It was a flat start for the ASX this Monday, but there’s still a big week ahead says market analyst Jessica Amir from Saxo Markets.

“There’s a lot on the line because we’re waiting for the Federal Reserve’s preferred gauge of inflation to be released and also the Feds meeting minutes from the last meeting,” said Amir.

“You’re seeing a bit of portfolio positioning first, but locally back home, you’re seeing the iron ore price move up and that’s supporting BHP and Rio Tinto, who report later this week,” said Amir.

The big miners will be reporting later this week and then will be followed by lithium companies, which will excite traders, said Amir.

“We are expecting a pretty robust week and some potential really solid reports that clients can sink their teeth into,” she said.

Energy companies were the best performers last year and Amir says that she expects this to continue as the demand for fossil fuels remains supported.

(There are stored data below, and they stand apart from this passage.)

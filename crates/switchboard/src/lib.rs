//! Typed command dispatch over string arguments.
//!
//! `switchboard` registers named commands, converts loosely-typed string or
//! map input into strongly-typed handler parameters, invokes the handler,
//! and hands the normalized results to pluggable result handlers. The same
//! dispatch core backs a CLI print path and (via `switchboard-http`) an
//! HTTP routing adapter.
//!
//! # Features
//!
//! - **Command registry**: flat ([`Dispatcher`]) and two-level grouped
//!   ([`GroupDispatcher`]) command trees, with a distinguished default
//!   command (the empty name)
//! - **Typed binding**: a command's argument schema ([`Arg`]/[`ArgKind`])
//!   is validated against the handler signature once, at registration
//! - **Per-call coercion**: strings, decimal integers and floats,
//!   case-insensitive booleans, enumerated selects, and JSON composites,
//!   with declared defaults for missing input
//! - **Result handlers**: ordered post-processing of successful results
//!   (printing, JSON, ad-hoc closures)
//! - **Observers**: synchronous notification of every dispatch of a found
//!   command
//!
//! # Example
//!
//! ```rust
//! use switchboard::{Arg, ArgKind, CommandContext, Dispatcher};
//!
//! let mut dispatcher = Dispatcher::new();
//! dispatcher.add_command(
//!     "greet",
//!     "greets someone by name",
//!     |name: String| Ok::<_, anyhow::Error>(format!("Hello, {name}")),
//!     vec![Arg::new("name", ArgKind::Str)],
//!     vec![switchboard::results::from_fn(|results| {
//!         for value in results {
//!             println!("{value}");
//!         }
//!         Ok(())
//!     })],
//! )?;
//!
//! let ctx = CommandContext::default();
//! dispatcher.dispatch(&ctx, "greet", &["World".to_owned()])?;
//! # Ok::<(), anyhow::Error>(())
//! ```
//!
//! # Error boundaries
//!
//! Registration fails fast: bad names, duplicate names, and handler/schema
//! mismatches are [`RegisterError`]s, raised before anything is stored.
//! Dispatch-time failures ([`DispatchError`]) cover lookup misses,
//! per-argument conversion, handler errors, and handler panics. A panic is
//! caught at the invoker boundary and surfaces as an error, never as an
//! unwound stack. Every `must_*` variant panics instead of returning and
//! belongs in process initialization only.

mod args;
mod bind;
mod dispatch;
mod group;
mod handler;

pub mod results;
pub mod serialize;

pub use args::{usage, Arg, ArgKind, ArgValue, ConvertError, ParamKind};

pub use bind::{BindError, BoundCommand, InvokeError};

pub use dispatch::{
    observer_fn, CommandObserver, DispatchError, Dispatcher, RegisterError, DEFAULT,
};

pub use group::GroupDispatcher;

pub use handler::{
    CommandContext, CommandHandler, Extensions, FnCommand, FromArgValue, IntoCommandHandler,
};

pub use results::{ResultsHandler, ResultsHandlerRef};

pub use serialize::SerializeError;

“Companies particularly in fossil fuels are remaining supported and that is because you’ve heard from the Australia’s energy regulator saying we don’t have enough oil or liquefied natural gas to last Australia for the year ahead. We don’t have enough coal or oil. So that underpins price strength for the year ahead,” she said.

In the US, the S&P closed a rocky week on Friday with a 0.3 per cent loss, the Dow Jones added 0.4 per cent while the Nasdaq composite fell 0.6 per cent.

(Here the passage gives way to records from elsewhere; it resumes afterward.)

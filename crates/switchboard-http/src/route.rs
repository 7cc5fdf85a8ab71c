//! Axum route construction for a single bound command.

use std::collections::HashMap;
use std::future::Future;
use std::panic::{catch_unwind, AssertUnwindSafe};
use std::pin::Pin;
use std::sync::Arc;

use axum::body::{to_bytes, Body};
use axum::extract::{FromRequestParts, Path, Query, Request};
use axum::http::request::Parts;
use axum::http::StatusCode;
use axum::response::{IntoResponse, Response};
use serde_json::Value;
use switchboard::{
    Arg, BoundCommand, CommandContext, Extensions, IntoCommandHandler,
};

use crate::respond::{ErrorResponder, JsonResultsWriter, ResultsWriter, StatusErrorResponder};

/// Where the request body feeds into the argument map, if anywhere.
enum BodySource {
    None,
    /// The whole body, verbatim, under one argument name.
    Arg(String),
    /// A JSON object body, one argument per field. An explicit mapping
    /// restricts and renames the fields; without one every field is taken
    /// under its own name.
    JsonFields(Option<HashMap<String, String>>),
}

/// One command exposed as an axum route.
///
/// Path variables become named arguments; query parameters and the request
/// body can be merged in via the builder methods. Binding the handler to its
/// argument schema happens here, once, so a bad route panics at process
/// initialization instead of per request.
///
/// ```no_run
/// use axum::routing::get;
/// use axum::Router;
/// use switchboard::{Arg, ArgKind};
/// use switchboard_http::CommandRoute;
///
/// let greet = CommandRoute::new(
///     "greet",
///     |name: String| Ok::<_, anyhow::Error>(format!("Hello, {name}")),
///     vec![Arg::new("name", ArgKind::Str)],
/// );
/// let app: Router = Router::new().route("/greet/:name", get(greet.into_handler()));
/// ```
pub struct CommandRoute {
    name: String,
    bound: BoundCommand,
    use_query_params: bool,
    body_source: BodySource,
    writer: Arc<dyn ResultsWriter>,
    responder: Arc<dyn ErrorResponder>,
    app_state: Arc<Extensions>,
}

impl CommandRoute {
    /// Binds `handler` against `args` under a route name used for logging
    /// and the dispatch context.
    ///
    /// Panics if the schema does not fit the handler. Routes are built at
    /// startup, where a panic is the right failure mode.
    pub fn new<M, H>(name: &str, handler: H, args: Vec<Arg>) -> Self
    where
        H: IntoCommandHandler<M>,
    {
        let bound = match BoundCommand::bind(Box::new(handler.into_command_handler()), args) {
            Ok(bound) => bound,
            Err(err) => panic!("route '{name}': {err}"),
        };
        Self {
            name: name.to_owned(),
            bound,
            use_query_params: false,
            body_source: BodySource::None,
            writer: Arc::new(JsonResultsWriter),
            responder: Arc::new(StatusErrorResponder),
            app_state: Arc::new(Extensions::new()),
        }
    }

    /// Merges query parameters into the argument map. Repeated keys are
    /// joined with `";"`; empty values are skipped. A query key overrides a
    /// path variable of the same name.
    pub fn with_query_params(mut self) -> Self {
        self.use_query_params = true;
        self
    }

    /// Feeds the whole request body, as UTF-8 text, to the argument `name`.
    ///
    /// Requests where `name` is already bound by a path variable or query
    /// parameter are rejected.
    pub fn body_arg(mut self, name: &str) -> Self {
        self.body_source = BodySource::Arg(name.to_owned());
        self
    }

    /// Flattens a JSON object body into the argument map, one argument per
    /// field. String fields pass through verbatim; everything else keeps its
    /// JSON rendering. Malformed bodies get a `400`.
    pub fn json_body_fields(mut self) -> Self {
        self.body_source = BodySource::JsonFields(None);
        self
    }

    /// Like [`Self::json_body_fields`], but only the mapped fields are
    /// taken, each under its mapped argument name.
    pub fn map_json_body_fields(mut self, fields_to_args: HashMap<String, String>) -> Self {
        self.body_source = BodySource::JsonFields(Some(fields_to_args));
        self
    }

    /// Replaces the default JSON results writer.
    pub fn with_results_writer(mut self, writer: Arc<dyn ResultsWriter>) -> Self {
        self.writer = writer;
        self
    }

    /// Replaces the default status-code error responder.
    pub fn with_error_responder(mut self, responder: Arc<dyn ErrorResponder>) -> Self {
        self.responder = responder;
        self
    }

    /// Shared application state handed to the handler via its context.
    pub fn with_app_state(mut self, app_state: Arc<Extensions>) -> Self {
        self.app_state = app_state;
        self
    }

    /// Produces the axum handler function for this route.
    pub fn into_handler(
        self,
    ) -> impl Fn(Request) -> Pin<Box<dyn Future<Output = Response> + Send>>
           + Clone
           + Send
           + 'static {
        let route = Arc::new(self);
        move |req: Request| {
            let route = route.clone();
            Box::pin(async move { route.call(req).await })
        }
    }

    async fn call(&self, req: Request) -> Response {
        let (mut parts, body) = req.into_parts();
        let mut vars = path_vars(&mut parts).await;
        if self.use_query_params {
            merge_query_params(&mut vars, &parts);
        }
        if let Err(response) = self.merge_body(&mut vars, body).await {
            return response;
        }

        let ctx = CommandContext::new(vec![self.name.clone()], self.app_state.clone());
        match self.bound.invoke_named(&ctx, &vars) {
            Ok(results) => {
                tracing::info!(
                    target: "switchboard_http",
                    command = %self.name,
                    results = results.len(),
                    "command dispatched"
                );
                match catch_unwind(AssertUnwindSafe(|| self.writer.write_results(&results))) {
                    Ok(response) => response,
                    Err(_) => {
                        tracing::error!(
                            target: "switchboard_http",
                            command = %self.name,
                            "results writer panicked"
                        );
                        StatusCode::INTERNAL_SERVER_ERROR.into_response()
                    }
                }
            }
            Err(err) => {
                tracing::error!(
                    target: "switchboard_http",
                    command = %self.name,
                    error = %err,
                    "command failed"
                );
                self.responder.respond(&err)
            }
        }
    }

    async fn merge_body(
        &self,
        vars: &mut HashMap<String, String>,
        body: Body,
    ) -> Result<(), Response> {
        let name_taken = match &self.body_source {
            BodySource::None => return Ok(()),
            BodySource::Arg(name) if vars.contains_key(name) => Some(name.clone()),
            _ => None,
        };
        if let Some(name) = name_taken {
            tracing::error!(
                target: "switchboard_http",
                command = %self.name,
                arg = %name,
                "body argument already bound by the request"
            );
            return Err((
                StatusCode::INTERNAL_SERVER_ERROR,
                format!("argument '{name}' already bound"),
            )
                .into_response());
        }

        let bytes = to_bytes(body, usize::MAX).await.map_err(|err| {
            tracing::error!(
                target: "switchboard_http",
                command = %self.name,
                error = %err,
                "failed to read request body"
            );
            StatusCode::INTERNAL_SERVER_ERROR.into_response()
        })?;

        match &self.body_source {
            BodySource::None => {}
            BodySource::Arg(name) => {
                vars.insert(name.clone(), String::from_utf8_lossy(&bytes).into_owned());
            }
            BodySource::JsonFields(mapping) => {
                let parsed: Value = serde_json::from_slice(&bytes).map_err(|err| {
                    (StatusCode::BAD_REQUEST, format!("invalid JSON body: {err}"))
                        .into_response()
                })?;
                let Value::Object(fields) = parsed else {
                    return Err(
                        (StatusCode::BAD_REQUEST, "JSON body is not an object".to_owned())
                            .into_response(),
                    );
                };
                match mapping {
                    None => {
                        for (field, value) in fields {
                            vars.insert(field, stringify(value));
                        }
                    }
                    Some(fields_to_args) => {
                        for (field, arg) in fields_to_args {
                            if let Some(value) = fields.get(field) {
                                vars.insert(arg.clone(), stringify(value.clone()));
                            }
                        }
                    }
                }
            }
        }
        Ok(())
    }
}

/// Path variables as a plain string map; routes without any yield an empty
/// map rather than a rejection.
async fn path_vars(parts: &mut Parts) -> HashMap<String, String> {
    match Path::<HashMap<String, String>>::from_request_parts(parts, &()).await {
        Ok(Path(vars)) => vars,
        Err(_) => HashMap::new(),
    }
}

fn merge_query_params(vars: &mut HashMap<String, String>, parts: &Parts) {
    let Ok(Query(pairs)) = Query::<Vec<(String, String)>>::try_from_uri(&parts.uri) else {
        return;
    };
    let mut merged: HashMap<String, String> = HashMap::new();
    for (key, value) in pairs {
        if value.is_empty() {
            continue;
        }
        match merged.get_mut(&key) {
            Some(joined) => {
                joined.push(';');
                joined.push_str(&value);
            }
            None => {
                merged.insert(key, value);
            }
        }
    }
    vars.extend(merged);
}

/// JSON field rendering for the string argument map: strings verbatim,
/// everything else as its JSON text.
fn stringify(value: Value) -> String {
    match value {
        Value::String(s) => s,
        other => other.to_string(),
    }
}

Wall Street stocks have hit turbulence in February after shooting higher in January with hopes that cooling inflation could get the US Federal Reserve to take it easier on interest rates and that the economy could avoid a severe recession. Reports recently have shown more strength than expected in everything from the job market to retail sales to inflation itself, raising worries that the Fed will have to get tougher on interest rates.

That’s forced a sharp recalibration on Wall Street as investors move their forecasts for rates closer to the “higher for longer” stance that the Federal Reserve has long been espousing. The hope is that high rates can drive down inflation, but they also hurt investment prices and risk causing a severe recession.

Economists at Goldman Sachs added one more rise by the Fed in June to their forecast, meaning they see its key short-term rate ultimately rising to a range of 5.25 per cent to 5.5 per cent. That rate was at close to zero a year ago, and it hasn’t topped 5.25 per cent since the dotcom bubble was deflating in 2001. It’s currently at a range of 4.5 per cent to 4.75 per cent.

Quote of the day:

“The return of net migration to Australia should see fuel volumes continue to improve,” said UBS analyst Joseph Wong on Ampol’s result.

Tweet of the day:

In case you missed:

Business titans and politicians would be given a new avenue to suppress unflattering but true stories on what courts deem their personal lives under a proposal to let Australians sue over privacy breach claims.

Wall Street had a mixed session to close another unsettled week.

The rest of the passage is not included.